### EXTRACTED MATERIAL
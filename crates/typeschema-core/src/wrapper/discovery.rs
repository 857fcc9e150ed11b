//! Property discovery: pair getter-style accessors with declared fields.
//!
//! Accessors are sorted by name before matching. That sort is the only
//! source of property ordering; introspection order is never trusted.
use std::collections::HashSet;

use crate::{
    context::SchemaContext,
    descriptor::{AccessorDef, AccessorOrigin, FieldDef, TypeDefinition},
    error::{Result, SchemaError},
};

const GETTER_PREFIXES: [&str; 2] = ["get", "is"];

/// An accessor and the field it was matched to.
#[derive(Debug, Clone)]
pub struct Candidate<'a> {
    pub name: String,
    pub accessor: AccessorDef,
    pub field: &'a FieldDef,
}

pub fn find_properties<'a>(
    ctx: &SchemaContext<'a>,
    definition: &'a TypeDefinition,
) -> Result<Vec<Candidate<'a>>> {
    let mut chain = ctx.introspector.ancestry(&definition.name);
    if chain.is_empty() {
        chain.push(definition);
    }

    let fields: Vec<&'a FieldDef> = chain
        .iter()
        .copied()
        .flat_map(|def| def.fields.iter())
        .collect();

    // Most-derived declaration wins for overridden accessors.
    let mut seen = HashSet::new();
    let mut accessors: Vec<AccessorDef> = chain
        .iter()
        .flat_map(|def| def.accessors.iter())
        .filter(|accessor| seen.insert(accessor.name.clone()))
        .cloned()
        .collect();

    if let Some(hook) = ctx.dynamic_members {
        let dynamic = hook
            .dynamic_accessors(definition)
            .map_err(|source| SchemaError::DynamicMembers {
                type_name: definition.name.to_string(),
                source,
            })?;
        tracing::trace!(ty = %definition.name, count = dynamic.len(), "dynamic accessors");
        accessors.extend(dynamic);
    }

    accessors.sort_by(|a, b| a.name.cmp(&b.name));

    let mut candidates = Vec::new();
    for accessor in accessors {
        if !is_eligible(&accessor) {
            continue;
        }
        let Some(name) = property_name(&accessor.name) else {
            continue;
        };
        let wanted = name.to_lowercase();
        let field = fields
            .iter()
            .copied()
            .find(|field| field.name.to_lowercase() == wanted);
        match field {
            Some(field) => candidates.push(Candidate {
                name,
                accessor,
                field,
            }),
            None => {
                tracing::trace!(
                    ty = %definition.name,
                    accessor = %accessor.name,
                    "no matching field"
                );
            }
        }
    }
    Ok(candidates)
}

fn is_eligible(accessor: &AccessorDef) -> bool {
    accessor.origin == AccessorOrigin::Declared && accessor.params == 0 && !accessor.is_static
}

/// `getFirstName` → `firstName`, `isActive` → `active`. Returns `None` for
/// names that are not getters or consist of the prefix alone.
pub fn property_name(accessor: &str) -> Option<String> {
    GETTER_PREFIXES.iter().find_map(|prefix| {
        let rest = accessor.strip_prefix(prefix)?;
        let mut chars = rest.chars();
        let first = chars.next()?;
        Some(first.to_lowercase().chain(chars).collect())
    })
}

==

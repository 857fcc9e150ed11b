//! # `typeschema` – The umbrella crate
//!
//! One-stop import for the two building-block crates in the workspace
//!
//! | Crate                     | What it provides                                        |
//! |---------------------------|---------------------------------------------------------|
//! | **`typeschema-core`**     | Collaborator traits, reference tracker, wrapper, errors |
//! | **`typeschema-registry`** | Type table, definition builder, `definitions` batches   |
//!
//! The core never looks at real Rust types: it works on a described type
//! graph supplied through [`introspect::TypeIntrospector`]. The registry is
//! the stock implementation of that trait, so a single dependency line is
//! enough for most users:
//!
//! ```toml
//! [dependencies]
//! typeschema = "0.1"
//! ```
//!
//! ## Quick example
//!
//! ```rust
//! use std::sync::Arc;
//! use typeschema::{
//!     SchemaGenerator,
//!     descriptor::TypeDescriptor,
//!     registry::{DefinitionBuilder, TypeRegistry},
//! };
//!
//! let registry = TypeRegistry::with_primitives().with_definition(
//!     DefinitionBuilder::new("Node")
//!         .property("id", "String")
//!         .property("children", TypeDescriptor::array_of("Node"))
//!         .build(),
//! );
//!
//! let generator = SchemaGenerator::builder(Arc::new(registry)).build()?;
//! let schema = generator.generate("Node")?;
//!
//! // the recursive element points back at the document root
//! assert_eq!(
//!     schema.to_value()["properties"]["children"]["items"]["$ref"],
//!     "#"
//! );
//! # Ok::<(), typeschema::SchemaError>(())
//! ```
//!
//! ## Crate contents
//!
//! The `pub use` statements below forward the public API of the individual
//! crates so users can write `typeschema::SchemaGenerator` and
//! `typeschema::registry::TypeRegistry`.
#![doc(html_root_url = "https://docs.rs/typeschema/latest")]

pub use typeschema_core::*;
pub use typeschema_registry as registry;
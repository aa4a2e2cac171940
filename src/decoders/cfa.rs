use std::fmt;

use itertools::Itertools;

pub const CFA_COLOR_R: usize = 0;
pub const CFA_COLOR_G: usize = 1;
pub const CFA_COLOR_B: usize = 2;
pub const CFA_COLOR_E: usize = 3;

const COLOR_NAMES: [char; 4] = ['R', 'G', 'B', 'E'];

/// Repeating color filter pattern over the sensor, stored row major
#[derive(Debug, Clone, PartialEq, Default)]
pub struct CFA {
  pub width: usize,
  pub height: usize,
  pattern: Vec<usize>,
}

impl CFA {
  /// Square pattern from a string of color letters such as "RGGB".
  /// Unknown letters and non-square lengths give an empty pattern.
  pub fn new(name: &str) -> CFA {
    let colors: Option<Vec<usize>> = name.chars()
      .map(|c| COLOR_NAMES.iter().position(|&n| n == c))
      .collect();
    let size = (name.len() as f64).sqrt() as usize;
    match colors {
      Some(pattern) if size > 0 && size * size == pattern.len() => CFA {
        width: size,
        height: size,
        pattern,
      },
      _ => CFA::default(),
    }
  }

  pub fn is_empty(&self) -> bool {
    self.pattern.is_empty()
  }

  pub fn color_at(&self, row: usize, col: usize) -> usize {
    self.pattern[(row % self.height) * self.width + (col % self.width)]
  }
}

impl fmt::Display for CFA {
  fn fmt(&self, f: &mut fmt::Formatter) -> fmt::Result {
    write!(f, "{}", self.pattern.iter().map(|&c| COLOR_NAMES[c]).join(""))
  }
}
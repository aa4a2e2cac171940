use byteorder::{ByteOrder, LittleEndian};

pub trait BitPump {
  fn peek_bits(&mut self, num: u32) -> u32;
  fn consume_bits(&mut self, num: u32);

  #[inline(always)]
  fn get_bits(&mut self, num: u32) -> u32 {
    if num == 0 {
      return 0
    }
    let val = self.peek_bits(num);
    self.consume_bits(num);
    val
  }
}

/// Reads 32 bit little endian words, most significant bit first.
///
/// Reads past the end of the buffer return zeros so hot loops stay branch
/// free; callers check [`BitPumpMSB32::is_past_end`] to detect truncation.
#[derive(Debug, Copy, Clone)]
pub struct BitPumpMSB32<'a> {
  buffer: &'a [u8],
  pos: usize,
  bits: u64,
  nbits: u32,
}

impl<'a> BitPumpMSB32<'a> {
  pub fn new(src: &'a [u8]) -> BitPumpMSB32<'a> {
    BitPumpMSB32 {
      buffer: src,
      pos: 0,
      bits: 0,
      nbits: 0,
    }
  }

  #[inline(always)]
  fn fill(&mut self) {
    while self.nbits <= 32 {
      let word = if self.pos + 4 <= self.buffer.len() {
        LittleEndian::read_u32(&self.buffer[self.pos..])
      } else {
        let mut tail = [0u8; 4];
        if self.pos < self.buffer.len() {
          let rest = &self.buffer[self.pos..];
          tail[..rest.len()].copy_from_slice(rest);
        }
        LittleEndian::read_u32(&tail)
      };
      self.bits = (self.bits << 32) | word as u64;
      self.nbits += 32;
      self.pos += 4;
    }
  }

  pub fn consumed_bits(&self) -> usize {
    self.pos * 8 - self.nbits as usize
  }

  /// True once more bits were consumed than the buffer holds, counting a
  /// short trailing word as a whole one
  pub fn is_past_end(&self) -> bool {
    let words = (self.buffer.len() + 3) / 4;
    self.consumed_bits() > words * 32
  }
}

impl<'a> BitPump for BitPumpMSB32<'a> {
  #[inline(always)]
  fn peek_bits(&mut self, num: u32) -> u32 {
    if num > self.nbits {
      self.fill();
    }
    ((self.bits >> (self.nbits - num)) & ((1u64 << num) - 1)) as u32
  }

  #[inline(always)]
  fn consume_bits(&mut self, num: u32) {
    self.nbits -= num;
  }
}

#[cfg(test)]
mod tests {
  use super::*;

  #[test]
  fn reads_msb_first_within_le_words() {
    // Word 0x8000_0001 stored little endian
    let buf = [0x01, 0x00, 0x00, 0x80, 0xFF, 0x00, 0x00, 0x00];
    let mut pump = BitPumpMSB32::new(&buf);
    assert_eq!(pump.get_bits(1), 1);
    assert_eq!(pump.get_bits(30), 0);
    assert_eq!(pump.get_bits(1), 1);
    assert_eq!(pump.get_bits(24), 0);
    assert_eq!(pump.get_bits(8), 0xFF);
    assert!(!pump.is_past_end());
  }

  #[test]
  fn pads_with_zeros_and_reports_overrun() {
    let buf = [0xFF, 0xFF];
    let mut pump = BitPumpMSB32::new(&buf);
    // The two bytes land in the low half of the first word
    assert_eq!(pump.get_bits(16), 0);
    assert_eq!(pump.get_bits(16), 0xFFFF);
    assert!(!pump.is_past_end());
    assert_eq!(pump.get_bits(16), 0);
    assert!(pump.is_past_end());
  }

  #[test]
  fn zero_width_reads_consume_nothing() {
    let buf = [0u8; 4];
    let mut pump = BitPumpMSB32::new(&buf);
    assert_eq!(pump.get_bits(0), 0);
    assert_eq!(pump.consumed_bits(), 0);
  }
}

---

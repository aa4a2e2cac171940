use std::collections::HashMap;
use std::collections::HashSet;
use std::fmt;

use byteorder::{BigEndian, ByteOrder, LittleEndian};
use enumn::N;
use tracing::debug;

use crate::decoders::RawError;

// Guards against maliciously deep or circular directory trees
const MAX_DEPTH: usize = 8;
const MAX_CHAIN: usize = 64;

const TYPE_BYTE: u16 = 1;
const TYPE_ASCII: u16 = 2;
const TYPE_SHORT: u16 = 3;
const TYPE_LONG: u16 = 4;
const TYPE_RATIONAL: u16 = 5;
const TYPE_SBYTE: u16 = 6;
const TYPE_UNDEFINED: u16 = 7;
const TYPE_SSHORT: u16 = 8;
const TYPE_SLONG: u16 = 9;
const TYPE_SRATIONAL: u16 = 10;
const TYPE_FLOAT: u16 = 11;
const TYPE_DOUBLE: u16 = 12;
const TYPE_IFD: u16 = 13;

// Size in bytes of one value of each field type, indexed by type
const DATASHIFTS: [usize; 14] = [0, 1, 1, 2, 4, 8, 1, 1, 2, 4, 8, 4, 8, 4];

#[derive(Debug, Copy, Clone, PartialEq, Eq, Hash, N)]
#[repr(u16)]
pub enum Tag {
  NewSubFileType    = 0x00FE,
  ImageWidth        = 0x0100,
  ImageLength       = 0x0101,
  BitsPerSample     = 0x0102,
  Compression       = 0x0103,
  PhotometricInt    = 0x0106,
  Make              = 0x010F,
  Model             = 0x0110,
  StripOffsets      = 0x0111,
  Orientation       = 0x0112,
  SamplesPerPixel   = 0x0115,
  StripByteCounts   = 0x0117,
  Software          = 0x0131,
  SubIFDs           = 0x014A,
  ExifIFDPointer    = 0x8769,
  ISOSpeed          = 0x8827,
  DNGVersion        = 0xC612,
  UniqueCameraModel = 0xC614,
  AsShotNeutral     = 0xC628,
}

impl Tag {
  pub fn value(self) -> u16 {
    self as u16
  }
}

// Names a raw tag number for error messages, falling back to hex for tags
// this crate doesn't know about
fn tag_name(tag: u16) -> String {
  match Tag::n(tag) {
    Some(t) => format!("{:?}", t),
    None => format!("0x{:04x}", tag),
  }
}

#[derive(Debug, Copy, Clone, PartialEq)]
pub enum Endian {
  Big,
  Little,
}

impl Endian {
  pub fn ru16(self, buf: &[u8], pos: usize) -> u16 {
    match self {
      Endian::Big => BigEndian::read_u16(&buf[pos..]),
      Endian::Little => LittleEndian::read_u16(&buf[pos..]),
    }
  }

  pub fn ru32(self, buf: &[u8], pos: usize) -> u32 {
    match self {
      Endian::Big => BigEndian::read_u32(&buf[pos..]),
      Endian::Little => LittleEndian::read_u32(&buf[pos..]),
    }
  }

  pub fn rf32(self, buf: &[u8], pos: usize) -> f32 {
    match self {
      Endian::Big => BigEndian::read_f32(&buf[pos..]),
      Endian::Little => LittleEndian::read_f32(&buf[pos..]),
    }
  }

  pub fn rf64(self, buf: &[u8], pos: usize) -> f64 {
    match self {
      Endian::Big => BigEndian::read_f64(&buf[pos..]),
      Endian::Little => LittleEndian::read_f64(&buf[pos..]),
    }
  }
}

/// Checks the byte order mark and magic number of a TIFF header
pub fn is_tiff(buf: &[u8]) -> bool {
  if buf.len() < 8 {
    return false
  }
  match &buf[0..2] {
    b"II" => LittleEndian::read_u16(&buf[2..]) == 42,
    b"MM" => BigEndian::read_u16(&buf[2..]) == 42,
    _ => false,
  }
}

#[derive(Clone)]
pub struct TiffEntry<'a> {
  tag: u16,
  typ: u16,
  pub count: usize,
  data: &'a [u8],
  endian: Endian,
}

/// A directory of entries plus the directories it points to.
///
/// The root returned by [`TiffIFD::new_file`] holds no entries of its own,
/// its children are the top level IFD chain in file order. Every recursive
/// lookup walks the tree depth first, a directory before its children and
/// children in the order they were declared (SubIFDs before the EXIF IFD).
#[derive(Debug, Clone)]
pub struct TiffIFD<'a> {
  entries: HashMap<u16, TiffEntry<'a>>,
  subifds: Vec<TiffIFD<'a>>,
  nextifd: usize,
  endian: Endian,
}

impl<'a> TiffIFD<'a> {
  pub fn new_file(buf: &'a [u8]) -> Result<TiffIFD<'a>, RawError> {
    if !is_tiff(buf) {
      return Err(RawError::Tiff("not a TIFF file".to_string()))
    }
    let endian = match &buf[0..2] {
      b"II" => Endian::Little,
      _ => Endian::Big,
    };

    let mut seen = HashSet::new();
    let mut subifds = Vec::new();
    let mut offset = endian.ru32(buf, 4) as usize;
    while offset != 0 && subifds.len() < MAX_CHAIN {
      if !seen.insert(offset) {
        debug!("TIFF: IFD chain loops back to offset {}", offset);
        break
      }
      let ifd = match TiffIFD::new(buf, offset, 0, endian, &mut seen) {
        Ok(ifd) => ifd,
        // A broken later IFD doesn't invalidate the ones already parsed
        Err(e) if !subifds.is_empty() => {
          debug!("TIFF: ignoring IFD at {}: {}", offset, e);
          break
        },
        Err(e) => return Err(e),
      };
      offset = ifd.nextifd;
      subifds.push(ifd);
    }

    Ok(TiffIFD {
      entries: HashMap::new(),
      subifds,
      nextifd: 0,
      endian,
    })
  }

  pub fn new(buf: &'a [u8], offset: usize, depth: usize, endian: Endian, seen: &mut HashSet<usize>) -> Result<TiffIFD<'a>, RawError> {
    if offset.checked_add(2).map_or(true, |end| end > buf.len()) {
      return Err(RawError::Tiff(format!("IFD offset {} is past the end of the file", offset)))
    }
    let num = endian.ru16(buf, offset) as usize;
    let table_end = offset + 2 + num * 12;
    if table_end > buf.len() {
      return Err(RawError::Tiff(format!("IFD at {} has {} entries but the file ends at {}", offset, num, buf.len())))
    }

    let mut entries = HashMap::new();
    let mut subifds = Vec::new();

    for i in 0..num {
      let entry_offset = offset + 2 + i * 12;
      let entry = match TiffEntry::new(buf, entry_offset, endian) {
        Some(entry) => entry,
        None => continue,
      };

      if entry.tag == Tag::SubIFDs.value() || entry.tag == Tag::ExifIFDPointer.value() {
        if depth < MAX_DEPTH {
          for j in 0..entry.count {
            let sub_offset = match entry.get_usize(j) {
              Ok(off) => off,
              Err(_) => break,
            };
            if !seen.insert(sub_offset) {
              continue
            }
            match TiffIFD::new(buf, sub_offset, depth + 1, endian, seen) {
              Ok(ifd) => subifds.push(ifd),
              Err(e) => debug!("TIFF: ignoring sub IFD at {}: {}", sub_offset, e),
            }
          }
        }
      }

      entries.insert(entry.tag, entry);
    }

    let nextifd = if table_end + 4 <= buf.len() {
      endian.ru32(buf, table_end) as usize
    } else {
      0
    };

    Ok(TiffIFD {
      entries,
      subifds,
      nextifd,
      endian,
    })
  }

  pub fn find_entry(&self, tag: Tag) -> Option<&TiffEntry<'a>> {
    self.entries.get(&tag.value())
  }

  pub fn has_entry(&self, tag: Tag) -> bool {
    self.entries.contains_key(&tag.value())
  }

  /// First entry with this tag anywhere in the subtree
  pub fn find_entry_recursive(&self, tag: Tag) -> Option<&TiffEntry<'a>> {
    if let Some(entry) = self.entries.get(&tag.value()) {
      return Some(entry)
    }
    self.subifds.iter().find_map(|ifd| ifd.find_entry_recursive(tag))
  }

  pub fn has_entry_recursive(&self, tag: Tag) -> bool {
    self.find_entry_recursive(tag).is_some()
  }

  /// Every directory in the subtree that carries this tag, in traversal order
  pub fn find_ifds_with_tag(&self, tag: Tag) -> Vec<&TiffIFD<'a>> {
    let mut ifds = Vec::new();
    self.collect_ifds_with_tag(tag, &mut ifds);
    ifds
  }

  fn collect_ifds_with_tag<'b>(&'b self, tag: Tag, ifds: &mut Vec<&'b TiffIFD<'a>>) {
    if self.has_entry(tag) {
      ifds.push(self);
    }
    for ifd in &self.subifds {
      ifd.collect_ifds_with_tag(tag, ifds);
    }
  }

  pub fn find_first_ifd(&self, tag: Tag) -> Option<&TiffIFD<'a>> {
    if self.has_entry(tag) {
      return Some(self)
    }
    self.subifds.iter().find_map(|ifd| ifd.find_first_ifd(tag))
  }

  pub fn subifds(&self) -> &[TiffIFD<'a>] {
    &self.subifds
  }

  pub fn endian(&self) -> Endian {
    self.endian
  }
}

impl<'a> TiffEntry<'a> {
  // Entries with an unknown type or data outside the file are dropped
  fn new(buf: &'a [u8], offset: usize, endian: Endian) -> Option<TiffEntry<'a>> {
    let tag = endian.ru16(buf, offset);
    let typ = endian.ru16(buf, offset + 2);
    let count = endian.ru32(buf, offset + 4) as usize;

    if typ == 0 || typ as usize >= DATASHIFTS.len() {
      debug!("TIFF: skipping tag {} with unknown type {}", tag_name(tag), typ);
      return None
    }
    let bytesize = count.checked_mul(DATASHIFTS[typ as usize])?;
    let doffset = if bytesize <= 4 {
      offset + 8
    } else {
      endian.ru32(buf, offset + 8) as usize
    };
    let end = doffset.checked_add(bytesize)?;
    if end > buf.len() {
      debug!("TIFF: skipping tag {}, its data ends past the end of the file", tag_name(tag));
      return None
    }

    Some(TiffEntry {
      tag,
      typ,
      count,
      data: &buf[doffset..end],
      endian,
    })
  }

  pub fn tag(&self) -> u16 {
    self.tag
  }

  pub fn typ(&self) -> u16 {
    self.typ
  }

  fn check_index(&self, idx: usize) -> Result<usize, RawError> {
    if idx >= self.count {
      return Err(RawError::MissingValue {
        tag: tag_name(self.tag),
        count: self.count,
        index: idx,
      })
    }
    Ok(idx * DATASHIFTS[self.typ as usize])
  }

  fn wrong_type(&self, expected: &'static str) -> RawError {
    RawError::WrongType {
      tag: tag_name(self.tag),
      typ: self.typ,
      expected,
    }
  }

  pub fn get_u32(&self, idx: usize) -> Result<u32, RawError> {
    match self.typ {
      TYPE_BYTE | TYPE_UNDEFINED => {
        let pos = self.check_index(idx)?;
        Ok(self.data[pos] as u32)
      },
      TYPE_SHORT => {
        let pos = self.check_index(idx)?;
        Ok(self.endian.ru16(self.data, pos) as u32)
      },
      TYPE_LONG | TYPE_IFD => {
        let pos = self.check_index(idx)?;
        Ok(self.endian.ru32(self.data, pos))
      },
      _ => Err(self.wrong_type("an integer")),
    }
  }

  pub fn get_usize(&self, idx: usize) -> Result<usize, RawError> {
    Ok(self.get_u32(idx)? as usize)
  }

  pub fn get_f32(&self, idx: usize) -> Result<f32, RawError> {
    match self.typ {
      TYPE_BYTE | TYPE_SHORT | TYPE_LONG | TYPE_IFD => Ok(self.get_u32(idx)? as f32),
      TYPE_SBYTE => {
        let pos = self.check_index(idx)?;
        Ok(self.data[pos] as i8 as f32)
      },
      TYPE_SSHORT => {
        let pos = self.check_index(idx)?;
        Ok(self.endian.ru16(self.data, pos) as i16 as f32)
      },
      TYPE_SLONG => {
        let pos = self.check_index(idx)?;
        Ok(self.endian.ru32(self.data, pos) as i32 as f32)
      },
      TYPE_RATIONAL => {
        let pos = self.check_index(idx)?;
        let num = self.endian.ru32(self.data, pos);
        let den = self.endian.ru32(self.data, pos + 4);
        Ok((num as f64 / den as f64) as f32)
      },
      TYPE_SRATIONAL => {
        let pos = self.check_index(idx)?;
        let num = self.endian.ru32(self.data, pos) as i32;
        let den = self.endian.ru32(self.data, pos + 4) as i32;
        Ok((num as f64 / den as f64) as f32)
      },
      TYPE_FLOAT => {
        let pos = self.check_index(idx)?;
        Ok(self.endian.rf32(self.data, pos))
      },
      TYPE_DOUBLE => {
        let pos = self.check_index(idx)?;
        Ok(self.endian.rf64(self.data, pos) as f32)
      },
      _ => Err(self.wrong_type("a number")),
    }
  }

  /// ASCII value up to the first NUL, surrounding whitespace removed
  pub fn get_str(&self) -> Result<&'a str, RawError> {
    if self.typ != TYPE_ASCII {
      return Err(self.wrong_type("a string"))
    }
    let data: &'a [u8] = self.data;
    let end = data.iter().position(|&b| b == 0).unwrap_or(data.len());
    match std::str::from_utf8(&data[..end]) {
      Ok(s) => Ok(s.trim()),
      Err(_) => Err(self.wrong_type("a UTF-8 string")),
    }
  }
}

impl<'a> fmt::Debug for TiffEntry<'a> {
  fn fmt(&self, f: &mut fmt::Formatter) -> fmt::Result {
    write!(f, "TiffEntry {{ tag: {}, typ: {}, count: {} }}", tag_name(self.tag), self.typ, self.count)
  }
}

### WHAT TO DO
The lines above from the one with "filename crates/typeschema-core/src/wrapper/discovery.rs" through the one with "pub struct Candidate<'a>" are to be duplicated exactly, ends included, with nothing added.

### ANSWER TO THIS EXERCISE
filename crates/typeschema-core/src/wrapper/discovery.rs
repository 857fcc9e150ed11b
//! Property discovery: pair getter-style accessors with declared fields.
//!
//! Accessors are sorted by name before matching. That sort is the only
//! source of property ordering; introspection order is never trusted.
use std::collections::HashSet;

use crate::{
    context::SchemaContext,
    descriptor::{AccessorDef, AccessorOrigin, FieldDef, TypeDefinition},
    error::{Result, SchemaError},
};

const GETTER_PREFIXES: [&str; 2] = ["get", "is"];

/// An accessor and the field it was matched to.
#[derive(Debug, Clone)]
pub struct Candidate<'a> {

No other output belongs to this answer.